И мы поступаем с вами точно также, когда сражаемся за «свою» «правду». «Враг» в наших глазах всегда мелок и комичен. А мы всегда весомы и значимы. Вот только линия фронта очень быстро перемещается от внешних врагов в наш собственный дом. Муж доказывает жене, что жить в одном доме с тещей — это не по Евангелию, это посягательство на главу семьи, то есть, читай, на главу Церкви, то есть на Самого Христа! А жена говорит, что именно про него, мужа, сказано в Священном Писании, что «он прилепится к жене своей, и будут плоть едина…» Он к жене, а не жена к мужу. Спорят супруги до хрипоты, спорят, размахивая Священным Писанием, как боевыми знаменами…

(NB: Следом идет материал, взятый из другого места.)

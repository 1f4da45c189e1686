use chrono::{DateTime, Days, FixedOffset};

/// Days kept in one file when no threshold is configured.
pub const DEFAULT_MAX_AGE_DAYS: u32 = 1;
/// Lines kept in one file when no threshold is configured.
pub const DEFAULT_MAX_LINES: u64 = 1_000_000;
/// Bytes kept in one file when no threshold is configured (100 MiB).
pub const DEFAULT_MAX_BYTES: u64 = 100 * 1024 * 1024;
/// Absolute ceiling on the byte threshold (1 GiB).
pub const MAX_BYTES_CEILING: u64 = 1024 * 1024 * 1024;

/// Defines size thresholds for rotating log files in various units.
///
/// * `Bytes` - Direct byte count (e.g., 1048576 bytes)
/// * `KB` - Kilobytes (1 KB = 1024 bytes)
/// * `MB` - Megabytes (1 MB = 1024 KB)
/// * `GB` - Gigabytes (1 GB = 1024 MB)
///
/// Whatever unit is used, the effective threshold never exceeds
/// [`MAX_BYTES_CEILING`].
#[derive(Debug, Clone, Copy, PartialEq, Eq)]
pub enum RotationSize {
    /// Raw byte count
    Bytes(u64),
    /// Kilobytes (1 KB = 1024 bytes)
    KB(u64),
    /// Megabytes (1 MB = 1024 KB = 1,048,576 bytes)
    MB(u64),
    /// Gigabytes (1 GB = 1024 MB = 1,073,741,824 bytes)
    GB(u64),
}

impl RotationSize {
    /// Get the threshold in bytes.
    pub fn bytes(&self) -> u64 {
        match self {
            RotationSize::Bytes(b) => *b,
            RotationSize::KB(kb) => kb.saturating_mul(1024),
            RotationSize::MB(mb) => mb.saturating_mul(1024 * 1024),
            RotationSize::GB(gb) => gb.saturating_mul(1024 * 1024 * 1024),
        }
    }
}

/// Thresholds deciding when the active log file rolls over.
///
/// A zero on any axis disables that axis. The triggers are independent and
/// OR'd together. The policy is normalized once in [`RotationPolicy::new`]:
///
/// * all three axes zero: the defaults (1 day, 1,000,000 lines, 100 MiB)
///   are substituted;
/// * the byte threshold is clamped to [`MAX_BYTES_CEILING`].
///
/// # Examples
/// ```
/// use spoolog::{RotationPolicy, RotationSize};
///
/// // Rotate at 1000 lines or 10 MB, never by age.
/// let policy = RotationPolicy::new(0, 1000, RotationSize::MB(10));
/// assert_eq!(policy.max_lines(), 1000);
/// assert_eq!(policy.max_age_days(), 0);
///
/// // Nothing requested: defaults apply.
/// let policy = RotationPolicy::new(0, 0, RotationSize::Bytes(0));
/// assert_eq!(policy, RotationPolicy::default());
/// ```
#[derive(Debug, Clone, Copy, PartialEq, Eq)]
pub struct RotationPolicy {
    max_age_days: u32,
    max_lines: u64,
    max_bytes: u64,
}

impl Default for RotationPolicy {
    fn default() -> Self {
        RotationPolicy {
            max_age_days: DEFAULT_MAX_AGE_DAYS,
            max_lines: DEFAULT_MAX_LINES,
            max_bytes: DEFAULT_MAX_BYTES,
        }
    }
}

impl RotationPolicy {
    pub fn new(max_age_days: u32, max_lines: u64, max_bytes: RotationSize) -> Self {
        let max_bytes = max_bytes.bytes();
        if max_age_days == 0 && max_lines == 0 && max_bytes == 0 {
            return RotationPolicy::default();
        }
        RotationPolicy {
            max_age_days,
            max_lines,
            max_bytes: max_bytes.min(MAX_BYTES_CEILING),
        }
    }

    pub fn max_age_days(&self) -> u32 {
        self.max_age_days
    }

    pub fn max_lines(&self) -> u64 {
        self.max_lines
    }

    pub fn max_bytes(&self) -> u64 {
        self.max_bytes
    }

    /// Check whether the active file must be rotated before the next write.
    /// # Arguments
    /// * `lines` - Lines written to the active file so far.
    /// * `bytes` - Bytes in the active file so far.
    /// * `now` - The current time in the logger's time zone.
    /// * `deadline` - The next age-based rotation time, if any.
    pub fn should_rotate(
        &self,
        lines: u64,
        bytes: u64,
        now: DateTime<FixedOffset>,
        deadline: Option<DateTime<FixedOffset>>,
    ) -> bool {
        (self.max_lines > 0 && lines > self.max_lines)
            || (self.max_bytes > 0 && bytes > self.max_bytes)
            || (self.max_age_days > 0 && deadline.is_some_and(|deadline| now >= deadline))
    }

    /// Get the next age-based rotation time: local midnight of the day of
    /// `now`, plus `max_age_days` days. `None` when age rotation is disabled.
    pub fn next_deadline(&self, now: DateTime<FixedOffset>) -> Option<DateTime<FixedOffset>> {
        next_rotation_deadline(now, self.max_age_days)
    }
}

/// Start of the day of `now` (in `now`'s offset) plus `days` days.
pub(crate) fn next_rotation_deadline(now: DateTime<FixedOffset>, days: u32) -> Option<DateTime<FixedOffset>> {
    if days == 0 {
        return None;
    }
    now.date_naive()
        .checked_add_days(Days::new(u64::from(days)))?
        .and_hms_opt(0, 0, 0)?
        .and_local_timezone(*now.offset())
        .single()
}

«Но вы любите врагов ваших, и благотворите, и взаймы давайте, не ожидая ничего…» (Лк. 6:35)
А вот эти слова уже не вместимы в человеческое сердце. Под ними не подпишется ни мусульманин, ни иудей. Китаец хитро усмехнется и пройдет мимо. Да и мы солжем себе, если скажем: да, мы живем по этому закону, который дал нам Христос. Не живем мы по нему.

Несанкционированный детский митинг, или «Осанна в Вышних…»

Мы привыкли к присутствию детей (нарядно-одинаково одетых и правильно-организованных) на самых серьезных взрослых мероприятиях.

Вспомним ли мы советские съезды партии или самые современные политические акции: дети — цветы жизни с флажками и стишками-речевками — являлись и являются неким необходимым умилительным компонентом, который, с одной стороны, показывает «человеческое лицо» заказчика представления, с другой стороны, позволяет последнему тут же сделать под шумок что-нибудь предельно бесчеловечное. И это работает в веках безотказно, как автомат Калашникова. Доверчивое человечество всегда «клюет» «на детишек».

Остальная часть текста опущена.